Chandigarh, July 2: Two Punjab police personnel, including Deputy Superintendent of Police (DSP) Daljit Singh Dhillon, have been dismissed from service over serious allegations of pushing women into drugs, a police official said.
The dismissal orders of Dhillon, who was posted as DSP Ferozepur, were issued by Chief Minister Amarinder Singh on Monday while Head Constable Inderjit Singh was dismissed by Commissioner of Police Jalandhar.
Dhillon was placed under suspension on June 28 following charges of pushing a Ludhiana woman into drug abuse, while Inderjit Singh had been under suspension since September 2017 in the wake of similar charges by a Jalandhar woman, who had also accused him of sexual exploitation on pretext of marriage.
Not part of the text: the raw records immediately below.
//! First-success racing.

use futures::future::FutureExt;

use super::IO;
use crate::scope::TaskGroup;

impl<T: Send + 'static> IO<T> {
    /// Run every effect concurrently and return the first one to *succeed*.
    ///
    /// Failures do not end the race: a fast failure loses to a slower
    /// success. Once a winner is known, the remaining effects are aborted.
    /// If every effect fails, the failure that completed first is returned.
    ///
    /// # Panics
    ///
    /// Panics if `effects` is empty.
    ///
    /// # Example
    ///
    /// ```
    /// use eddy::IO;
    /// use std::time::Duration;
    ///
    /// fn after(ms: u64, value: &'static str) -> IO<&'static str> {
    ///     IO::from_future(move || async move {
    ///         tokio::time::sleep(Duration::from_millis(ms)).await;
    ///         Ok(value)
    ///     })
    /// }
    ///
    /// # tokio_test::block_on(async {
    /// let winner = IO::race([
    ///     after(200, "slow"),
    ///     IO::fail("broken"),
    ///     after(10, "fast"),
    /// ]);
    ///
    /// assert_eq!(winner.run().await.unwrap(), "fast");
    /// # });
    /// ```
    pub fn race(effects: impl IntoIterator<Item = IO<T>>) -> IO<T> {
        let effects: Vec<IO<T>> = effects.into_iter().collect();
        assert!(!effects.is_empty(), "race requires at least one effect");

        IO::from_boxed(move || {
            let effects = effects.clone();
            async move {
                let mut group = TaskGroup::new();
                for effect in effects {
                    group.spawn(effect);
                }
                group.first_success().await
            }
            .boxed()
        })
    }
}
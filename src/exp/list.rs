use std::fmt;

use futures::future::{BoxFuture, FutureExt};

use super::{evaluate, observe, operand_retries, Exp, OperandRetry, Strategy};
use crate::debug::EventBuilder;
use crate::error::Result;
use crate::io::IO;

/// Collects the values of N effects of the same type into a `Vec`, in
/// declaration order.
///
/// ```
/// use eddy::exp::{Exp, ListExp};
/// use eddy::IO;
///
/// # tokio_test::block_on(async {
/// let exp = ListExp::par([IO::succeed(1), IO::succeed(2)]).append(IO::succeed(3));
/// assert_eq!(exp.into_io().run().await.unwrap(), vec![1, 2, 3]);
/// # });
/// ```
pub struct ListExp<T> {
    strategy: Strategy,
    operands: Vec<IO<T>>,
    debugger: Option<EventBuilder<Vec<T>>>,
}

impl<T> Clone for ListExp<T> {
    fn clone(&self) -> Self {
        Self {
            strategy: self.strategy,
            operands: self.operands.clone(),
            debugger: self.debugger.clone(),
        }
    }
}

impl<T> fmt::Debug for ListExp<T> {
    fn fmt(&self, f: &mut fmt::Formatter<'_>) -> fmt::Result {
        f.debug_struct("ListExp")
            .field("strategy", &self.strategy)
            .field("operands", &self.operands.len())
            .field("debugger", &self.debugger)
            .finish()
    }
}

impl<T: Send + 'static> ListExp<T> {
    /// Name used in instrumentation events.
    pub const NAME: &'static str = "ListExp";

    /// Evaluate operands one by one, stopping at the first failure.
    pub fn seq(operands: impl IntoIterator<Item = IO<T>>) -> Self {
        Self::new(Strategy::Sequential, operands)
    }

    /// Evaluate operands concurrently.
    pub fn par(operands: impl IntoIterator<Item = IO<T>>) -> Self {
        Self::new(Strategy::Parallel, operands)
    }

    fn new(strategy: Strategy, operands: impl IntoIterator<Item = IO<T>>) -> Self {
        Self {
            strategy,
            operands: operands.into_iter().collect(),
            debugger: None,
        }
    }

    /// A new list with `operand` added at the end.
    pub fn append(mut self, operand: IO<T>) -> Self {
        self.operands.push(operand);
        self
    }

    /// Number of operands.
    pub fn len(&self) -> usize {
        self.operands.len()
    }

    /// True if there are no operands.
    pub fn is_empty(&self) -> bool {
        self.operands.is_empty()
    }

    /// The reduction strategy.
    pub fn strategy(&self) -> Strategy {
        self.strategy
    }

    operand_retries!();

    fn with_retry(self, retry: OperandRetry) -> Self {
        Self {
            operands: self.operands.into_iter().map(|op| retry.apply(op)).collect(),
            ..self
        }
    }
}

impl<T: fmt::Debug + Send + 'static> ListExp<T> {
    /// Report this expression through `builder`, and each operand under
    /// `name[index]`.
    pub fn debug_each(self, builder: EventBuilder<Vec<T>>) -> Self {
        let operands = self
            .operands
            .into_iter()
            .enumerate()
            .map(|(i, op)| op.debug(builder.derive(format!("{}[{}]", builder.name(), i))))
            .collect();
        Self {
            operands,
            debugger: Some(builder),
            ..self
        }
    }

    /// [`debug_each`](Self::debug_each) with the default builder named
    /// `ListExp`.
    pub fn debug_each_with_context(self, context: impl Into<String>) -> Self {
        self.debug_each(EventBuilder::new(Self::NAME, context))
    }
}

impl<T: Send + 'static> Exp for ListExp<T> {
    type Output = Vec<T>;

    fn reduce(&self) -> BoxFuture<'static, Result<Vec<T>>> {
        let reduction = evaluate(self.strategy, self.operands.clone()).boxed();
        observe(self.debugger.clone(), reduction)
    }
}
//! Retry and repeat driven by a [`RetryPolicy`].

use std::sync::Arc;

use futures::future::FutureExt;

use super::IO;
use crate::error::Error;
use crate::retry::{RetryPolicy, RetryStatus};

impl<T: Send + 'static> IO<T> {
    /// Re-run the effect on every failure for as long as `policy` grants a
    /// delay.
    ///
    /// A zero delay retries straight away on the current task. A positive
    /// delay sleeps first, and the retry may resume on any worker thread.
    /// When the policy gives up, the last failure is returned unchanged.
    ///
    /// ```
    /// use eddy::retry::RetryPolicies;
    /// use eddy::IO;
    /// use std::sync::atomic::{AtomicU32, Ordering};
    /// use std::sync::Arc;
    ///
    /// # tokio_test::block_on(async {
    /// let calls = Arc::new(AtomicU32::new(0));
    /// let counter = calls.clone();
    /// let flaky = IO::lazy(move || {
    ///     if counter.fetch_add(1, Ordering::SeqCst) < 2 {
    ///         Err("not yet".into())
    ///     } else {
    ///         Ok("done")
    ///     }
    /// });
    ///
    /// let effect = flaky.retry(RetryPolicies::limit_retries(5));
    /// assert_eq!(effect.run().await.unwrap(), "done");
    /// assert_eq!(calls.load(Ordering::SeqCst), 3);
    /// # });
    /// ```
    pub fn retry(self, policy: RetryPolicy) -> IO<T> {
        self.retry_if(|_| true, policy)
    }

    /// Like [`retry`](IO::retry), but only failures matching `predicate` are
    /// retried. Any other failure is returned at once.
    ///
    /// See [`crate::causes`] for ready-made predicates.
    pub fn retry_if<P>(self, predicate: P, policy: RetryPolicy) -> IO<T>
    where
        P: Fn(&Error) -> bool + Send + Sync + 'static,
    {
        let predicate = Arc::new(predicate);
        IO::from_boxed(move || {
            let this = self.clone();
            let predicate = Arc::clone(&predicate);
            let policy = policy.clone();
            async move {
                let mut status = RetryStatus::ZERO;
                loop {
                    let error = match this.run().await {
                        Ok(value) => return Ok(value),
                        Err(error) => error,
                    };
                    if !predicate(&error) {
                        return Err(error);
                    }
                    let Some(delay) = policy.delay_for(&status) else {
                        tracing::debug!(
                            attempts = status.attempt_count.saturating_add(1),
                            error = %error,
                            "retry policy exhausted"
                        );
                        return Err(error);
                    };
                    tracing::debug!(
                        attempt = status.attempt_count.saturating_add(1),
                        delay = ?delay,
                        error = %error,
                        "retrying failed effect"
                    );
                    if !delay.is_zero() {
                        tokio::time::sleep(delay).await;
                    }
                    status = status.advance(delay);
                }
            }
            .boxed()
        })
    }

    /// Re-run the effect while its successful value satisfies `predicate` and
    /// `policy` grants a delay. Returns the last value produced.
    ///
    /// A failure stops repeating and is returned as is.
    ///
    /// ```
    /// use eddy::retry::RetryPolicies;
    /// use eddy::IO;
    /// use std::sync::atomic::{AtomicU32, Ordering};
    /// use std::sync::Arc;
    ///
    /// # tokio_test::block_on(async {
    /// let counter = Arc::new(AtomicU32::new(0));
    /// let next = counter.clone();
    /// let poll = IO::lazy(move || Ok(next.fetch_add(1, Ordering::SeqCst)));
    ///
    /// // Keep polling while the value is below 3.
    /// let effect = poll.repeat(|v| *v < 3, RetryPolicies::limit_retries(10));
    /// assert_eq!(effect.run().await.unwrap(), 3);
    /// # });
    /// ```
    pub fn repeat<P>(self, predicate: P, policy: RetryPolicy) -> IO<T>
    where
        P: Fn(&T) -> bool + Send + Sync + 'static,
    {
        let predicate = Arc::new(predicate);
        IO::from_boxed(move || {
            let this = self.clone();
            let predicate = Arc::clone(&predicate);
            let policy = policy.clone();
            async move {
                let mut status = RetryStatus::ZERO;
                loop {
                    let value = this.run().await?;
                    if !predicate(&value) {
                        return Ok(value);
                    }
                    let Some(delay) = policy.delay_for(&status) else {
                        return Ok(value);
                    };
                    tracing::debug!(
                        attempt = status.attempt_count.saturating_add(1),
                        delay = ?delay,
                        "repeating effect"
                    );
                    if !delay.is_zero() {
                        tokio::time::sleep(delay).await;
                    }
                    status = status.advance(delay);
                }
            }
            .boxed()
        })
    }
}
//! Destinations for instrumentation events.

use std::fmt;
use std::sync::{Arc, Mutex, PoisonError};

use super::event::{Event, Outcome};

/// A write-only consumer of [`Event`]s.
///
/// `emit` is called at most once per instrumented evaluation, on the task
/// that evaluated the effect. A sink cannot change the reported result: if it
/// panics, the panic is logged and dropped.
///
/// Any `Fn(&Event) + Send + Sync` closure is a sink.
pub trait EventSink: Send + Sync {
    /// Consume one event.
    fn emit(&self, event: &Event);
}

impl<F> EventSink for F
where
    F: Fn(&Event) + Send + Sync,
{
    fn emit(&self, event: &Event) {
        self(event)
    }
}

/// The default sink: one `tracing` event per evaluation.
///
/// Successes are logged at `INFO`, failures at `WARN`, both under the
/// `eddy::event` target with the event's fields as structured fields.
#[derive(Debug, Clone, Copy, Default)]
pub struct TracingSink;

impl EventSink for TracingSink {
    fn emit(&self, event: &Event) {
        match event.outcome {
            Outcome::Success => tracing::info!(
                target: "eddy::event",
                name = %event.name,
                context = %event.context,
                outcome = %event.outcome,
                duration = ?event.duration,
                output = %event.rendered,
                "evaluated"
            ),
            Outcome::Failure => tracing::warn!(
                target: "eddy::event",
                name = %event.name,
                context = %event.context,
                outcome = %event.outcome,
                duration = ?event.duration,
                cause = %event.rendered,
                "evaluated"
            ),
        }
    }
}

/// Keeps every event in memory. Meant for tests.
///
/// Clones share the same buffer.
///
/// ```
/// use eddy::debug::{EventBuilder, RecordingSink};
/// use eddy::IO;
///
/// # tokio_test::block_on(async {
/// let sink = RecordingSink::new();
/// let builder = EventBuilder::new("lookup", "user 7").with_sink(sink.clone());
///
/// IO::succeed(7).debug(builder).run().await.unwrap();
///
/// let events = sink.events();
/// assert_eq!(events.len(), 1);
/// assert_eq!(events[0].name, "lookup");
/// assert_eq!(events[0].rendered, "7");
/// # });
/// ```
#[derive(Clone, Default)]
pub struct RecordingSink {
    events: Arc<Mutex<Vec<Event>>>,
}

impl RecordingSink {
    /// Create an empty sink.
    pub fn new() -> Self {
        Self::default()
    }

    /// A snapshot of the events recorded so far.
    pub fn events(&self) -> Vec<Event> {
        self.events
            .lock()
            .unwrap_or_else(PoisonError::into_inner)
            .clone()
    }

    /// Names of the recorded events, in emission order.
    pub fn names(&self) -> Vec<String> {
        self.events().into_iter().map(|e| e.name).collect()
    }

    /// Drop everything recorded so far.
    pub fn clear(&self) {
        self.events
            .lock()
            .unwrap_or_else(PoisonError::into_inner)
            .clear();
    }
}

impl fmt::Debug for RecordingSink {
    fn fmt(&self, f: &mut fmt::Formatter<'_>) -> fmt::Result {
        f.debug_struct("RecordingSink")
            .field("events", &self.events().len())
            .finish()
    }
}

impl EventSink for RecordingSink {
    fn emit(&self, event: &Event) {
        self.events
            .lock()
            .unwrap_or_else(PoisonError::into_inner)
            .push(event.clone());
    }
}

#[cfg(test)]
mod sink_tests {
    use super::*;
    use std::time::{Duration, SystemTime};
    use tracing_test::traced_test;

    fn event(outcome: Outcome, rendered: &str) -> Event {
        Event {
            name: "lookup".to_string(),
            context: "user 7".to_string(),
            outcome,
            rendered: rendered.to_string(),
            duration: Duration::from_millis(3),
            timestamp: SystemTime::now(),
        }
    }

    #[traced_test]
    #[test]
    fn test_tracing_sink_logs_success_and_failure() {
        TracingSink.emit(&event(Outcome::Success, "found"));
        TracingSink.emit(&event(Outcome::Failure, "not found"));

        assert!(logs_contain("name=lookup"));
        assert!(logs_contain("output=found"));
        assert!(logs_contain("cause=not found"));
    }

    #[derive(Clone, Default)]
    struct Captured(Arc<Mutex<Vec<u8>>>);

    impl std::io::Write for Captured {
        fn write(&mut self, buf: &[u8]) -> std::io::Result<usize> {
            self.0.lock().unwrap().extend_from_slice(buf);
            Ok(buf.len())
        }

        fn flush(&mut self) -> std::io::Result<()> {
            Ok(())
        }
    }

    impl Captured {
        fn lines(&self) -> Vec<String> {
            String::from_utf8(self.0.lock().unwrap().clone())
                .unwrap()
                .lines()
                .map(str::to_string)
                .collect()
        }
    }

    #[test]
    fn test_tracing_sink_levels_and_target() {
        let captured = Captured::default();
        let writer = captured.clone();
        let subscriber = tracing_subscriber::fmt()
            .with_writer(move || writer.clone())
            .with_ansi(false)
            .with_max_level(tracing::Level::INFO)
            .finish();

        tracing::subscriber::with_default(subscriber, || {
            TracingSink.emit(&event(Outcome::Success, "found"));
            TracingSink.emit(&event(Outcome::Failure, "not found"));
        });

        let lines = captured.lines();
        assert_eq!(lines.len(), 2);
        assert!(lines[0].contains("INFO"));
        assert!(lines[0].contains("eddy::event"));
        assert!(lines[0].contains("context=user 7"));
        assert!(lines[1].contains("WARN"));
        assert!(lines[1].contains("eddy::event"));
        assert!(lines[1].contains("cause=not found"));
    }

    #[test]
    fn test_closure_sink() {
        let seen = Arc::new(Mutex::new(Vec::new()));
        let sink = {
            let seen = Arc::clone(&seen);
            move |event: &Event| seen.lock().unwrap().push(event.rendered.clone())
        };

        sink.emit(&event(Outcome::Success, "a"));
        assert_eq!(*seen.lock().unwrap(), vec!["a".to_string()]);
    }

    #[test]
    fn test_recording_sink_clear() {
        let sink = RecordingSink::new();
        sink.emit(&event(Outcome::Success, "a"));
        let shared = sink.clone();
        assert_eq!(shared.events().len(), 1);

        shared.clear();
        assert!(sink.events().is_empty());
    }
}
"The dismissal orders of Dhillon came after legal examination of the fact-finding inquiry conducted by Anita Punj, Director, Punjab Police Academy, Phillaur, and based on the statement of the concerned woman," a police spokesman said on Monday.
Dhillon has been booked by police on charges of rape and various sections of the NDPS Act.
"The officer was found indulging in highly undesirable and morally corrupt activities while posted at Tarn Taran, and, misusing his official position and power vested in him as a gazetted police officer by raping a girl and alluring her into drugs," the spokesman said.
The spokesman said that the Jalandhar woman had raised serious allegations against Inderjit Singh on four occasions, though she had retracted her statement in each case saying either that a compromise had been affected or it was given under a misunderstanding. She alleged that she had been pushed into drugs by him.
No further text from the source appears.